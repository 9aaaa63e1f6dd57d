// src/error.rs

use thiserror::Error;

/// Configuration errors of the Helmholtz operator.
///
/// These indicate a setup mistake, never a runtime condition: construction
/// returns them as `Err`, and an operation that discovers one aborts through
/// [`fatal`].
#[derive(Error, Debug, Clone, PartialEq)]
pub enum HelmholtzError {
    #[error("unsupported accuracy order {0} (expected 2 or 4)")]
    UnsupportedOrder(usize),

    #[error("unrecognized relaxation mode {0:?}")]
    UnknownRelaxMode(String),

    #[error("unrecognized exchange mode {0:?}")]
    UnknownExchangeMode(String),

    #[error("component count mismatch in {context}: expected {expected}, got {actual}")]
    ComponentMismatch {
        context: &'static str,
        expected: usize,
        actual: usize,
    },

    #[error("layout is not coarsenable by {ratio} ({context})")]
    NotCoarsenable { context: &'static str, ratio: usize },

    #[error("invalid refinement ratio {0}")]
    InvalidRefinementRatio(usize),

    #[error("ghost width {actual} is smaller than the {required} cells required by the stencil")]
    InsufficientGhosts { required: usize, actual: usize },

    #[error("{0} requires cell-averaged data")]
    RequiresCellAveraged(&'static str),

    #[error("reflux requested but no finer level was defined for this operator")]
    NoFinerLevel,

    #[error("invalid configuration: {0}")]
    InvalidConfig(String),
}

impl HelmholtzError {
    pub fn component_mismatch(context: &'static str, expected: usize, actual: usize) -> Self {
        Self::ComponentMismatch {
            context,
            expected,
            actual,
        }
    }
}

pub type HelmholtzResult<T> = Result<T, HelmholtzError>;

/// Abort the current operation on an unrecoverable configuration error.
#[cold]
#[track_caller]
pub fn fatal(err: HelmholtzError) -> ! {
    log::error!("[helmholtz] fatal: {err}");
    panic!("{err}");
}

/// Abort unless two component counts agree.
#[inline]
#[track_caller]
pub fn ensure_same_ncomp(context: &'static str, expected: usize, actual: usize) {
    if expected != actual {
        fatal(HelmholtzError::component_mismatch(context, expected, actual));
    }
}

#### WORK TASK
Having read the entries, repeat them all exactly.

#### SOLUTION TO THIS TASK
repository 9aaaa63e1f6dd57d
// src/error.rs

use thiserror::Error;

/// Configuration errors of the Helmholtz operator.
///
/// These indicate a setup mistake, never a runtime condition: construction
/// returns them as `Err`, and an operation that discovers one aborts through
/// [`fatal`].
#[derive(Error, Debug, Clone, PartialEq)]
pub enum HelmholtzError {
    #[error("unsupported accuracy order {0} (expected 2 or 4)")]
    UnsupportedOrder(usize),

    #[error("unrecognized relaxation mode {0:?}")]
    UnknownRelaxMode(String),

    #[error("unrecognized exchange mode {0:?}")]
    UnknownExchangeMode(String),

    #[error("component count mismatch in {context}: expected {expected}, got {actual}")]
    ComponentMismatch {
        context: &'static str,
        expected: usize,
        actual: usize,
    },

    #[error("layout is not coarsenable by {ratio} ({context})")]
    NotCoarsenable { context: &'static str, ratio: usize },

    #[error("invalid refinement ratio {0}")]
    InvalidRefinementRatio(usize),

    #[error("ghost width {actual} is smaller than the {required} cells required by the stencil")]
    InsufficientGhosts { required: usize, actual: usize },

    #[error("{0} requires cell-averaged data")]
    RequiresCellAveraged(&'static str),

    #[error("reflux requested but no finer level was defined for this operator")]
    NoFinerLevel,

    #[error("invalid configuration: {0}")]
    InvalidConfig(String),
}

impl HelmholtzError {
    pub fn component_mismatch(context: &'static str, expected: usize, actual: usize) -> Self {
        Self::ComponentMismatch {
            context,
            expected,
            actual,
        }
    }
}

pub type HelmholtzResult<T> = Result<T, HelmholtzError>;

/// Abort the current operation on an unrecoverable configuration error.
#[cold]
#[track_caller]
pub fn fatal(err: HelmholtzError) -> ! {
    log::error!("[helmholtz] fatal: {err}");
    panic!("{err}");
}

/// Abort unless two component counts agree.
#[inline]
#[track_caller]
pub fn ensure_same_ncomp(context: &'static str, expected: usize, actual: usize) {
    if expected != actual {
        fatal(HelmholtzError::component_mismatch(context, expected, actual));
    }
}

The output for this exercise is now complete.